//! Typed live feeds consumed by the UI layer. Ordering happens here, after
//! the fetch, never in the store query.

use chrono::Utc;
use serde::de::DeserializeOwned;
use tracing::warn;

use super::hub::{LiveQueryHub, MergedSubscription, Snapshot, Subscription};
use crate::aggregator::dashboard::{advanced_analytics, dashboard_stats, AdvancedAnalytics, DashboardStats, TimeRange};
use crate::db::store::{Selector, StoreError, Versioned};
use crate::models::comment_models::Comment;
use crate::models::poll_models::Poll;
use crate::models::source_models::Payment;
use crate::models::{COMMENTS, COURSES, EXAMS, PAYMENTS, POLLS, USERS};

fn decode_all<T: DeserializeOwned>(snapshot: &Snapshot) -> Vec<Versioned<T>> {
    snapshot
        .iter()
        .filter_map(|doc| match doc.decode::<T>() {
            Ok(decoded) => Some(decoded),
            Err(err) => {
                warn!(id = %doc.id, "Skipping malformed document: {}", err);
                None
            }
        })
        .collect()
}

/// Every poll, newest first.
pub async fn subscribe_to_polls<F>(hub: &LiveQueryHub, on_change: F) -> Result<Subscription, StoreError>
where
    F: Fn(Vec<Versioned<Poll>>) + Send + Sync + 'static,
{
    hub.subscribe(Selector::all(POLLS), move |snapshot| {
        let mut polls = decode_all::<Poll>(&snapshot);
        polls.sort_by(|a, b| {
            b.data
                .created_at
                .cmp(&a.data.created_at)
                .then_with(|| a.id.cmp(&b.id))
        });
        on_change(polls);
    })
    .await
}

/// Comments on one target, newest first.
pub async fn subscribe_to_comments<F>(
    hub: &LiveQueryHub,
    target_id: &str,
    on_change: F,
) -> Result<Subscription, StoreError>
where
    F: Fn(Vec<Versioned<Comment>>) + Send + Sync + 'static,
{
    hub.subscribe(Selector::field_eq(COMMENTS, "targetId", target_id), move |snapshot| {
        let mut comments = decode_all::<Comment>(&snapshot);
        comments.sort_by(|a, b| {
            b.data
                .created_at
                .cmp(&a.data.created_at)
                .then_with(|| a.id.cmp(&b.id))
        });
        on_change(comments);
    })
    .await
}

pub async fn subscribe_to_dashboard_stats<F>(
    hub: &LiveQueryHub,
    on_change: F,
) -> Result<MergedSubscription, StoreError>
where
    F: Fn(DashboardStats) + Send + Sync + 'static,
{
    hub.subscribe_merged(
        vec![
            Selector::all(USERS),
            Selector::all(COURSES),
            Selector::all(EXAMS),
            Selector::field_eq(PAYMENTS, "status", Payment::APPROVED),
        ],
        move |sources| on_change(dashboard_stats(&sources)),
    )
    .await
}

pub async fn subscribe_to_advanced_analytics<F>(
    hub: &LiveQueryHub,
    range: TimeRange,
    on_change: F,
) -> Result<MergedSubscription, StoreError>
where
    F: Fn(AdvancedAnalytics) + Send + Sync + 'static,
{
    hub.subscribe_merged(
        vec![Selector::all(PAYMENTS), Selector::all(USERS), Selector::all(EXAMS)],
        move |sources| on_change(advanced_analytics(&sources, range, Utc::now())),
    )
    .await
}

#[cfg(test)]
mod tests {
    use super::*;
    use crate::db::memory::MemoryStore;
    use crate::db::store::{DocumentStore, Precondition, WriteOp};
    use crate::realtime::Cancel;
    use crate::services::comments::{CommentService, NewComment};
    use crate::services::retry::RetryPolicy;
    use crate::services::voting::{NewPoll, PollService};
    use crate::utils::session::{Claims, Role};
    use serde_json::json;
    use std::sync::Arc;
    use std::time::Duration;
    use tokio::sync::mpsc;
    use tokio::time::timeout;

    async fn recv<T>(rx: &mut mpsc::UnboundedReceiver<T>) -> T {
        timeout(Duration::from_secs(2), rx.recv()).await.unwrap().unwrap()
    }

    /// Drains until `done` holds, failing after two seconds.
    async fn until<T>(rx: &mut mpsc::UnboundedReceiver<T>, done: impl Fn(&T) -> bool) -> T {
        loop {
            let value = recv(rx).await;
            if done(&value) {
                return value;
            }
        }
    }

    #[tokio::test]
    async fn votes_flow_back_through_the_poll_feed() {
        let store = Arc::new(MemoryStore::new());
        let hub = LiveQueryHub::new(store.clone(), RetryPolicy::default());
        let polls = PollService::new(store, RetryPolicy::default());

        let (tx, mut rx) = mpsc::unbounded_channel();
        let sub = subscribe_to_polls(&hub, move |polls| {
            let _ = tx.send(polls);
        })
        .await
        .unwrap();
        assert!(recv(&mut rx).await.is_empty());

        let poll = polls
            .create_poll(
                NewPoll {
                    title: "Exam date".to_string(),
                    description: String::new(),
                    options: vec!["Mon".to_string(), "Fri".to_string()],
                    duration_days: None,
                },
                "admin",
            )
            .await
            .unwrap();
        polls.cast_vote(&poll.id, "1", "U1").await.unwrap();

        let seen = until(&mut rx, |polls| polls.first().is_some_and(|p| p.data.total_votes == 1)).await;
        assert_eq!(seen[0].data.options[1].vote_count, 1);
        assert!(seen[0].data.counts_consistent());
        sub.cancel();
    }

    #[tokio::test]
    async fn comment_feed_is_filtered_and_newest_first() {
        let store = Arc::new(MemoryStore::new());
        let hub = LiveQueryHub::new(store.clone(), RetryPolicy::default());
        let comments = CommentService::new(store.clone(), RetryPolicy::default());
        let author = Claims {
            sub: "U1".to_string(),
            role: Role::Student,
            exp: usize::MAX,
        };

        let (tx, mut rx) = mpsc::unbounded_channel();
        let _sub = subscribe_to_comments(&hub, "lesson-1", move |comments| {
            let _ = tx.send(comments.into_iter().map(|c| c.data.text).collect::<Vec<_>>());
        })
        .await
        .unwrap();
        assert!(recv(&mut rx).await.is_empty());

        for (target, text) in [("lesson-1", "first"), ("lesson-2", "elsewhere"), ("lesson-1", "second")] {
            comments
                .add_comment(
                    target,
                    &author,
                    NewComment {
                        text: text.to_string(),
                        user_name: "Asha".to_string(),
                        parent_id: None,
                    },
                )
                .await
                .unwrap();
            tokio::time::sleep(Duration::from_millis(5)).await;
        }

        let texts = until(&mut rx, |texts| texts.len() == 2).await;
        assert_eq!(texts, ["second", "first"]);
    }

    #[tokio::test]
    async fn dashboard_stats_track_all_four_sources() {
        let store = Arc::new(MemoryStore::new());
        let hub = LiveQueryHub::new(store.clone(), RetryPolicy::default());

        let (tx, mut rx) = mpsc::unbounded_channel();
        let _sub = subscribe_to_dashboard_stats(&hub, move |stats| {
            let _ = tx.send(stats);
        })
        .await
        .unwrap();
        assert_eq!(recv(&mut rx).await, DashboardStats::default());

        store
            .commit(vec![
                WriteOp::put(USERS, "u1", &json!({ "role": "student" }), Precondition::Absent).unwrap(),
                WriteOp::put(COURSES, "c1", &json!({}), Precondition::Absent).unwrap(),
                WriteOp::put(PAYMENTS, "p1", &json!({ "amount": 250.0, "status": "approved" }), Precondition::Absent).unwrap(),
                WriteOp::put(PAYMENTS, "p2", &json!({ "amount": 999.0, "status": "rejected" }), Precondition::Absent).unwrap(),
            ])
            .await
            .unwrap();

        let stats = until(&mut rx, |stats| {
            stats.total_users == 1 && stats.total_courses == 1 && stats.total_revenue > 0.0
        })
        .await;
        assert_eq!(stats.total_revenue, 250.0);
        assert_eq!(stats.total_exams, 0);
    }

    #[tokio::test]
    async fn advanced_analytics_follow_payments_and_users() {
        let store = Arc::new(MemoryStore::new());
        let hub = LiveQueryHub::new(store.clone(), RetryPolicy::default());

        let (tx, mut rx) = mpsc::unbounded_channel();
        let _sub = subscribe_to_advanced_analytics(&hub, TimeRange::Month, move |analytics| {
            let _ = tx.send(analytics);
        })
        .await
        .unwrap();

        let initial = recv(&mut rx).await;
        assert_eq!(initial.range, TimeRange::Month);
        assert_eq!(initial.overview.total_revenue, 0.0);
        assert_eq!(initial.charts.revenue_trend.len(), crate::aggregator::MONTH_BUCKETS);

        let now = Utc::now().timestamp_millis();
        let long_ago = now - 400 * 24 * 60 * 60 * 1000;
        store
            .commit(vec![
                WriteOp::put(USERS, "u1", &json!({ "role": "student", "joinDate": now }), Precondition::Absent).unwrap(),
                WriteOp::put(USERS, "u2", &json!({ "role": "teacher", "joinDate": now }), Precondition::Absent).unwrap(),
                WriteOp::put(
                    PAYMENTS,
                    "p1",
                    &json!({ "amount": 250.0, "status": "approved", "paymentMethod": "bkash", "submittedAt": now }),
                    Precondition::Absent,
                )
                .unwrap(),
                WriteOp::put(
                    PAYMENTS,
                    "p2",
                    &json!({ "amount": 90.0, "status": "approved", "paymentMethod": "nagad", "submittedAt": long_ago }),
                    Precondition::Absent,
                )
                .unwrap(),
            ])
            .await
            .unwrap();

        let analytics = until(&mut rx, |a| {
            a.overview.total_revenue > 0.0 && a.overview.total_students == 1
        })
        .await;
        assert_eq!(analytics.overview.total_revenue, 250.0);
        assert_eq!(analytics.overview.total_enrollments, 1);
        let methods: Vec<(&str, u64)> = analytics
            .charts
            .payment_methods
            .iter()
            .map(|c| (c.name.as_str(), c.value))
            .collect();
        assert_eq!(methods, [("bkash", 1)]);
    }
}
============================================================
Nothing but a number should be given: the count of lines in the material where the string "DashboardStats" occurs.

3